Check each line below for the word "chosen" and give the count alone.

+ + + +

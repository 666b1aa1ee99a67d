//! Accessor resolution over heterogeneous pagination providers
//!
//! The `resolve_*` functions probe the collection on every call. A
//! [`PaginationAdapter`] probes once when the collection is wrapped and keeps
//! the chosen accessor for each field in an [`AccessorPlan`].

use super::types::{
    Accessor, Convention, Field, PaginatedCollection, PaginationState, Probe, ProviderConvention,
};
use crate::error::{Error, Result};
use tracing::debug;

// ============================================================================
// Accessor dispatch
// ============================================================================

fn read_number<C: PaginatedCollection + ?Sized>(collection: &C, accessor: Accessor) -> Probe<i64> {
    match accessor {
        Accessor::CurrentPage => Probe::Supported(collection.current_page()),
        Accessor::PerPage => collection.per_page(),
        Accessor::LimitValue => collection.limit_value(),
        Accessor::TotalEntries => collection.total_entries(),
        Accessor::TotalCount => collection.total_count(),
        _ => Probe::Unsupported,
    }
}

fn read_page<C: PaginatedCollection + ?Sized>(
    collection: &C,
    accessor: Accessor,
) -> Probe<Option<i64>> {
    match accessor {
        Accessor::NextPage => Probe::Supported(collection.next_page()),
        Accessor::PreviousPage => collection.previous_page(),
        Accessor::PrevPage => collection.prev_page(),
        _ => Probe::Unsupported,
    }
}

/// Check whether the collection implements an accessor
pub fn supports<C: PaginatedCollection + ?Sized>(collection: &C, accessor: Accessor) -> bool {
    match accessor {
        Accessor::CurrentPage | Accessor::NextPage => true,
        Accessor::PreviousPage | Accessor::PrevPage => {
            read_page(collection, accessor).is_supported()
        }
        _ => read_number(collection, accessor).is_supported(),
    }
}

/// Pick the first candidate accessor of `field` the collection implements
fn select<C: PaginatedCollection + ?Sized>(collection: &C, field: Field) -> Result<Accessor> {
    field
        .candidates()
        .into_iter()
        .find(|accessor| supports(collection, *accessor))
        .ok_or_else(|| Error::unsupported(field.name(), &field.candidate_names()))
}

fn first_number<C: PaginatedCollection + ?Sized>(collection: &C, field: Field) -> Result<i64> {
    field
        .candidates()
        .into_iter()
        .find_map(|accessor| read_number(collection, accessor).supported())
        .ok_or_else(|| Error::unsupported(field.name(), &field.candidate_names()))
}

// ============================================================================
// Per-call resolution
// ============================================================================

/// Current page number
pub fn resolve_current_page<C: PaginatedCollection + ?Sized>(collection: &C) -> i64 {
    collection.current_page()
}

/// Next page number, `None` on the last page
pub fn resolve_next_page<C: PaginatedCollection + ?Sized>(collection: &C) -> Option<i64> {
    collection.next_page()
}

/// Items per page: `per_page`, falling back to `limit_value`
pub fn resolve_per_page<C: PaginatedCollection + ?Sized>(collection: &C) -> Result<i64> {
    first_number(collection, Field::PerPage)
}

/// Total item count: `total_entries`, falling back to `total_count`
pub fn resolve_total_count<C: PaginatedCollection + ?Sized>(collection: &C) -> Result<i64> {
    first_number(collection, Field::TotalCount)
}

/// Previous page number: `previous_page`, falling back to `prev_page`
pub fn resolve_previous_page<C: PaginatedCollection + ?Sized>(
    collection: &C,
) -> Result<Option<i64>> {
    Field::PreviousPage
        .candidates()
        .into_iter()
        .find_map(|accessor| read_page(collection, accessor).supported())
        .ok_or_else(|| {
            Error::unsupported(
                Field::PreviousPage.name(),
                &Field::PreviousPage.candidate_names(),
            )
        })
}

impl PaginationState {
    /// Resolve every field of the collection, probing on each access
    pub fn from_collection<C: PaginatedCollection + ?Sized>(collection: &C) -> Result<Self> {
        Ok(Self {
            current_page: resolve_current_page(collection),
            per_page: resolve_per_page(collection)?,
            total_count: resolve_total_count(collection)?,
            next_page: resolve_next_page(collection),
            previous_page: resolve_previous_page(collection)?,
        })
    }
}

// ============================================================================
// AccessorPlan
// ============================================================================

/// Accessor chosen for each convention-specific field.
///
/// Each field is chosen independently, so a collection mixing conventions
/// (say `total_entries` with `prev_page`) is accepted as-is.
#[derive(Debug, Clone, Copy, PartialEq, Eq)]
pub struct AccessorPlan {
    pub per_page: Accessor,
    pub total_count: Accessor,
    pub previous_page: Accessor,
}

impl AccessorPlan {
    /// Plan for a provider following one convention throughout
    pub fn for_convention(convention: Convention) -> Self {
        match convention {
            Convention::PerPage => Self {
                per_page: Accessor::PerPage,
                total_count: Accessor::TotalEntries,
                previous_page: Accessor::PreviousPage,
            },
            Convention::LimitValue => Self {
                per_page: Accessor::LimitValue,
                total_count: Accessor::TotalCount,
                previous_page: Accessor::PrevPage,
            },
        }
    }

    /// Probe the collection once per field
    pub fn probe<C: PaginatedCollection + ?Sized>(collection: &C) -> Result<Self> {
        Ok(Self {
            per_page: select(collection, Field::PerPage)?,
            total_count: select(collection, Field::TotalCount)?,
            previous_page: select(collection, Field::PreviousPage)?,
        })
    }

    /// Accessor this plan reads for `field`
    pub fn accessor(&self, field: Field) -> Accessor {
        match field {
            Field::PerPage => self.per_page,
            Field::TotalCount => self.total_count,
            Field::PreviousPage => self.previous_page,
        }
    }

    /// Overall convention of the plan
    pub fn convention(&self) -> ProviderConvention {
        let conventions = [
            self.per_page.convention(),
            self.total_count.convention(),
            self.previous_page.convention(),
        ];
        match conventions {
            [Some(a), Some(b), Some(c)] if a == b && b == c => ProviderConvention::Uniform(a),
            _ => ProviderConvention::Mixed,
        }
    }
}

// ============================================================================
// PaginationAdapter
// ============================================================================

/// A paginated collection paired with the accessors selected for it.
///
/// A planned adapter (from [`PaginationAdapter::new`]) probes every field up
/// front. An unplanned one (from [`PaginationAdapter::unplanned`]) resolves
/// each field on access, so reading one field never depends on another.
#[derive(Debug)]
pub struct PaginationAdapter<'a, C: ?Sized> {
    collection: &'a C,
    plan: Option<AccessorPlan>,
}

impl<C: ?Sized> Clone for PaginationAdapter<'_, C> {
    fn clone(&self) -> Self {
        *self
    }
}

impl<C: ?Sized> Copy for PaginationAdapter<'_, C> {}

impl<'a, C: PaginatedCollection + ?Sized> PaginationAdapter<'a, C> {
    /// Wrap a collection, probing which accessors it implements
    pub fn new(collection: &'a C) -> Result<Self> {
        let plan = AccessorPlan::probe(collection)?;
        debug!(
            per_page = %plan.per_page,
            total_count = %plan.total_count,
            previous_page = %plan.previous_page,
            "Selected pagination accessors"
        );
        Ok(Self {
            collection,
            plan: Some(plan),
        })
    }

    /// Wrap a collection with an explicit plan, skipping the probe
    pub fn with_plan(collection: &'a C, plan: AccessorPlan) -> Self {
        Self {
            collection,
            plan: Some(plan),
        }
    }

    /// Wrap a collection without probing; each field is resolved when read
    pub fn unplanned(collection: &'a C) -> Self {
        Self {
            collection,
            plan: None,
        }
    }

    pub fn collection(&self) -> &'a C {
        self.collection
    }

    pub fn plan(&self) -> Option<&AccessorPlan> {
        self.plan.as_ref()
    }

    /// Overall convention, `None` for an unplanned adapter
    pub fn convention(&self) -> Option<ProviderConvention> {
        self.plan.map(|plan| plan.convention())
    }

    pub fn current_page(&self) -> i64 {
        resolve_current_page(self.collection)
    }

    pub fn next_page(&self) -> Option<i64> {
        resolve_next_page(self.collection)
    }

    pub fn per_page(&self) -> Result<i64> {
        match self.plan {
            Some(plan) => self.number(plan, Field::PerPage),
            None => resolve_per_page(self.collection),
        }
    }

    pub fn total_count(&self) -> Result<i64> {
        match self.plan {
            Some(plan) => self.number(plan, Field::TotalCount),
            None => resolve_total_count(self.collection),
        }
    }

    pub fn previous_page(&self) -> Result<Option<i64>> {
        let Some(plan) = self.plan else {
            return resolve_previous_page(self.collection);
        };
        let accessor = plan.previous_page;
        read_page(self.collection, accessor)
            .supported()
            .ok_or_else(|| Error::unsupported(Field::PreviousPage.name(), &[accessor.name()]))
    }

    /// Snapshot every field through the selected accessors
    pub fn state(&self) -> Result<PaginationState> {
        Ok(PaginationState {
            current_page: self.current_page(),
            per_page: self.per_page()?,
            total_count: self.total_count()?,
            next_page: self.next_page(),
            previous_page: self.previous_page()?,
        })
    }

    fn number(&self, plan: AccessorPlan, field: Field) -> Result<i64> {
        let accessor = plan.accessor(field);
        read_number(self.collection, accessor)
            .supported()
            .ok_or_else(|| Error::unsupported(field.name(), &[accessor.name()]))
    }
}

+ + + +

◆ **Solved exercise**:
3